2007-05-09 Thread Yonik Seeley

On 5/3/07, Mike Klaas [EMAIL PROTECTED] wrote:

On 5/3/07, Jack L [EMAIL PROTECTED] wrote:
 The Python output uses nested dictionaries for facet counts.

This might be fixed in the future


It's fixed in the current development version (future 1.2), already.
See http://wiki.apache.org/solr/SolJSON
which is the base for both Python and Ruby.

The default is json.nl=flat which results in alternating term and
count in a flat array.

facet_fields:{
   cat:[
electronics,3,
card,2,
graphics,2,
music,1]}},

-Yonik


Re: Re[2]: facet.sort does not work in python output

2007-05-04 Thread Mike Klaas

On 5/4/07, Jack L [EMAIL PROTECTED] wrote:

I use this to sort the facet field values against count in
reverse order in Python:

sorted(facet_field_values.items(), lambda x, y: cmp(x[1], y[1]), reverse = True)
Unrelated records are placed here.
impl ItemService {
    /// Creates a new item service instance
    pub fn new(db: Arc<DatabaseConnection>, event_sender: EventSender) -> Self {
        Self { db, event_sender }
    }

    /// Creates a new item with a generated id, `available` status, and
    /// `created_at == updated_at`.
    #[instrument(skip(self))]
    pub async fn create(&self, new_item: NewItem) -> Result<inventory_item::Model, ServiceError> {
        new_item.validate()?;
        validate_coordinate_pair(new_item.gps_lat, new_item.gps_lng)?;
        let name = normalize_name(&new_item.name)?;

        let now = Utc::now();
        let model = inventory_item::ActiveModel {
            id: Set(Uuid::new_v4()),
            name: Set(name),
            description: Set(new_item.description.clone()),
            category: Set(new_item.category.clone()),
            quantity: Set(new_item.quantity),
            location: Set(new_item.location.clone()),
            gps_lat: Set(new_item.gps_lat),
            gps_lng: Set(new_item.gps_lng),
            status: Set(ItemStatus::Available),
            last_checked_in: Set(None),
            last_checked_out: Set(None),
            maintenance_due: Set(new_item.maintenance_due),
            maintenance_notes: Set(new_item.maintenance_notes.clone()),
            created_at: Set(now),
            updated_at: Set(now),
        };

        let created = model.insert(self.db.as_ref()).await?;
        self.record_lookups(created.category.as_deref(), created.location.as_deref())
            .await;

        info!(item_id = %created.id, "Item created");
        self.emit(Event::ItemCreated(created.id)).await;
        Ok(created)
    }

    /// Gets an item by id
    #[instrument(skip(self))]
    pub async fn get(&self, id: Uuid) -> Result<inventory_item::Model, ServiceError> {
        InventoryItems::find_by_id(id)
            .one(self.db.as_ref())
            .await?
            .ok_or_else(|| ServiceError::NotFound(format!("Item with ID {} not found", id)))
    }

    /// Applies a validated partial update and refreshes `updated_at`.
    #[instrument(skip(self, patch))]
    pub async fn update(
        &self,
        id: Uuid,
        patch: ItemPatch,
    ) -> Result<inventory_item::Model, ServiceError> {
        let txn = self.db.begin().await?;
        let existing = fetch_for_update(&txn, id).await?;

        let mut lat = existing.gps_lat;
        let mut lng = existing.gps_lng;
        if let Some(v) = patch.gps_lat {
            lat = v;
        }
        if let Some(v) = patch.gps_lng {
            lng = v;
        }
        validate_coordinate_pair(lat, lng)?;

        let mut active: inventory_item::ActiveModel = existing.into();

        if let Some(name) = patch.name {
            active.name = Set(normalize_name(&name)?);
        }
        if let Some(quantity) = patch.quantity {
            if quantity < 0 {
                return Err(ServiceError::ValidationError(
                    "quantity must not be negative".to_string(),
                ));
            }
            active.quantity = Set(quantity);
        }
        if let Some(description) = patch.description {
            active.description = Set(description);
        }
        if let Some(category) = patch.category {
            active.category = Set(category);
        }
        if let Some(location) = patch.location {
            active.location = Set(location);
        }
        if let Some(v) = patch.gps_lat {
            active.gps_lat = Set(v);
        }
        if let Some(v) = patch.gps_lng {
            active.gps_lng = Set(v);
        }
        if let Some(due) = patch.maintenance_due {
            active.maintenance_due = Set(due);
        }
        if let Some(notes) = patch.maintenance_notes {
            active.maintenance_notes = Set(notes);
        }
        active.updated_at = Set(Utc::now());

        let updated = active.update(&txn).await?;
        txn.commit().await?;

        self.record_lookups(updated.category.as_deref(), updated.location.as_deref())
            .await;
        self.emit(Event::ItemUpdated(updated.id)).await;
        Ok(updated)
    }

    /// Hard-deletes an item. Repeated deletes of the same id keep failing
    /// with `NotFound` (idempotent absence, not idempotent success).
    #[instrument(skip(self))]
    pub async fn delete(&self, id: Uuid) -> Result<(), ServiceError> {
        let result = InventoryItems::delete_by_id(id)
            .exec(self.db.as_ref())
            .await?;
        if result.rows_affected == 0 {
            return Err(ServiceError::NotFound(format!(
                "Item with ID {} not found",
                id
            )));
        }

        info!(item_id = %id, "Item deleted");
        self.emit(Event::ItemDeleted(id)).await;
        Ok(())
    }

    /// Lists items matching the filter, ordered by id ascending.
    #[instrument(skip(self))]
    pub async fn list(
        &self,
        filter: ItemFilter,
    ) -> Result<Vec<inventory_item::Model>, ServiceError> {
        let mut query = InventoryItems::find();

        if let Some(status) = filter.status {
            query = query.filter(inventory_item::Column::Status.eq(status));
        }
        if let Some(category) = filter.category {
            query = query.filter(inventory_item::Column::Category.eq(category));
        }
        match filter.has_coordinates {
            Some(true) => {
                query = query
                    .filter(inventory_item::Column::GpsLat.is_not_null())
                    .filter(inventory_item::Column::GpsLng.is_not_null());
            }
            Some(false) => {
                query = query.filter(
                    sea_orm::Condition::any()
                        .add(inventory_item::Column::GpsLat.is_null())
                        .add(inventory_item::Column::GpsLng.is_null()),
                );
            }
            None => {}
        }

        let items = query
            .order_by_asc(inventory_item::Column::Id)
            .all(self.db.as_ref())
            .await?;
        Ok(items)
    }

    /// available -> checked_out, stamping `last_checked_out`.
    #[instrument(skip(self))]
    pub async fn check_out(&self, id: Uuid) -> Result<inventory_item::Model, ServiceError> {
        let updated = self
            .transition(id, |item, active, now| {
                require_status(item, &[ItemStatus::Available], "check out")?;
                active.status = Set(ItemStatus::CheckedOut);
                active.last_checked_out = Set(Some(now));
                Ok(())
            })
            .await?;
        self.emit(Event::ItemCheckedOut(id)).await;
        Ok(updated)
    }

    /// checked_out -> available, stamping `last_checked_in`.
    #[instrument(skip(self))]
    pub async fn check_in(&self, id: Uuid) -> Result<inventory_item::Model, ServiceError> {
        let updated = self
            .transition(id, |item, active, now| {
                require_status(item, &[ItemStatus::CheckedOut], "check in")?;
                active.status = Set(ItemStatus::Available);
                active.last_checked_in = Set(Some(now));
                Ok(())
            })
            .await?;
        self.emit(Event::ItemCheckedIn(id)).await;
        Ok(updated)
    }

    /// available/checked_out -> maintenance. Always moves status; the
    /// transition is explicit rather than inferred from the due date.
    #[instrument(skip(self))]
    pub async fn schedule_maintenance(
        &self,
        id: Uuid,
        due: NaiveDate,
        notes: Option<String>,
    ) -> Result<inventory_item::Model, ServiceError> {
        let updated = self
            .transition(id, move |item, active, _now| {
                require_status(
                    item,
                    &[ItemStatus::Available, ItemStatus::CheckedOut],
                    "schedule maintenance",
                )?;
                active.status = Set(ItemStatus::Maintenance);
                active.maintenance_due = Set(Some(due));
                active.maintenance_notes = Set(notes);
                Ok(())
            })
            .await?;
        self.emit(Event::MaintenanceScheduled { item_id: id, due })
            .await;
        Ok(updated)
    }

    /// maintenance -> available; clears the due date, retains the notes as
    /// the record of the last service.
    #[instrument(skip(self))]
    pub async fn complete_maintenance(
        &self,
        id: Uuid,
    ) -> Result<inventory_item::Model, ServiceError> {
        let updated = self
            .transition(id, |item, active, _now| {
                require_status(item, &[ItemStatus::Maintenance], "complete maintenance")?;
                active.status = Set(ItemStatus::Available);
                active.maintenance_due = Set(None);
                Ok(())
            })
            .await?;
        self.emit(Event::MaintenanceCompleted(id)).await;
        Ok(updated)
    }

    /// any non-retired -> retired. Terminal: there is no reactivate.
    #[instrument(skip(self))]
    pub async fn retire(&self, id: Uuid) -> Result<inventory_item::Model, ServiceError> {
        let updated = self
            .transition(id, |item, active, _now| {
                if item.status == ItemStatus::Retired {
                    return Err(ServiceError::InvalidTransition(format!(
                        "cannot retire item {}: already retired",
                        item.id
                    )));
                }
                active.status = Set(ItemStatus::Retired);
                Ok(())
            })
            .await?;
        self.emit(Event::ItemRetired(id)).await;
        Ok(updated)
    }

    /// Shared read-validate-write cycle for lifecycle operations. The closure
    /// rejects illegal transitions before anything is written; commit happens
    /// only on success, so a failed call leaves the row unchanged.
    async fn transition<F>(
        &self,
        id: Uuid,
        apply: F,
    ) -> Result<inventory_item::Model, ServiceError>
    where
        F: FnOnce(
            &inventory_item::Model,
            &mut inventory_item::ActiveModel,
            DateTime<Utc>,
        ) -> Result<(), ServiceError>,
    {
        let txn = self.db.begin().await?;
        let existing = fetch_for_update(&txn, id).await?;

        let now = Utc::now();
        let mut active: inventory_item::ActiveModel = existing.clone().into();
        apply(&existing, &mut active, now)?;
        active.updated_at = Set(now);

        let updated = active.update(&txn).await?;
        txn.commit().await?;
        Ok(updated)
    }

    /// Best-effort upsert into the autocomplete lookup tables. Failures are
    /// logged, never surfaced: the item write has already committed.
    async fn record_lookups(&self, category_name: Option<&str>, location_name: Option<&str>) {
        if let Some(name) = category_name.map(str::trim).filter(|n| !n.is_empty()) {
            let insert = category::Entity::insert(category::ActiveModel {
                name: Set(name.to_string()),
                ..Default::default()
            })
            .on_conflict(
                OnConflict::column(category::Column::Name)
                    .do_nothing()
                    .to_owned(),
            )
            .exec_without_returning(self.db.as_ref())
            .await;
            if let Err(e) = insert {
                warn!(error = %e, name, "Failed to record category lookup");
            }
        }

        if let Some(name) = location_name.map(str::trim).filter(|n| !n.is_empty()) {
            let insert = location::Entity::insert(location::ActiveModel {
                name: Set(name.to_string()),
                ..Default::default()
            })
            .on_conflict(
                OnConflict::column(location::Column::Name)
                    .do_nothing()
                    .to_owned(),
            )
            .exec_without_returning(self.db.as_ref())
            .await;
            if let Err(e) = insert {
                warn!(error = %e, name, "Failed to record location lookup");
            }
        }
    }

    /// Events are observational; a full channel must not fail a committed
    /// mutation.
    async fn emit(&self, event: Event) {
        if let Err(e) = self.event_sender.send(event).await {
            warn!(error = %e, "Failed to emit event");
        }
    }
}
FWIW, the key= parameter is generally more efficient for python 2.4+:

sorted(facet.field_values.items(), key=lambda x: x[1], reverse=True)

or even
from operator import itemgetter
sorted(facet.field_values.items(), key=itemgetter(1), reverse=True)

digressionally,
-Mike


Re: facet.sort does not work in python output

2007-05-03 Thread Jack L
The Python output uses nested dictionaries for facet counts.
I read it online that Python dictionaries do not preserve order.
So when a string is eval()'d, the sorted order is lost in the
generated Python object. Is it a good idea to use list to wrap
around the dictionary? This is only needed for the fields, sorted
by counts.

-- 
Best regards,
Jack

Wednesday, May 2, 2007, 6:09:50 PM, you wrote:


 When facet.sort is used, the facet fields are sorted by the count
 in the reply string when using python output. However, after calling
 eval(), the sort order seems to be lost. Not sure if anyone has come
 up with a way to avoid this problem.

 Using the JSON output with a JSON parser for Python should work but
 I haven't tested it yet.




Re: facet.sort does not work in python output

2007-05-03 Thread Mike Klaas

On 5/3/07, Jack L [EMAIL PROTECTED] wrote:

The Python output uses nested dictionaries for facet counts.
I read it online that Python dictionaries do not preserve order.
So when a string is eval()'d, the sorted order is lost in the
generated Python object. Is it a good idea to use list to wrap
around the dictionary? This is only needed for the fields, sorted
by counts.


This might be fixed in the future, but for now, either resort on the
client-side (a one- or zero-liner), or specify json.nl=arrarr (which
affects the whole python response structure... probably not
recommended).

There is some past discussion on the list if you search the archives.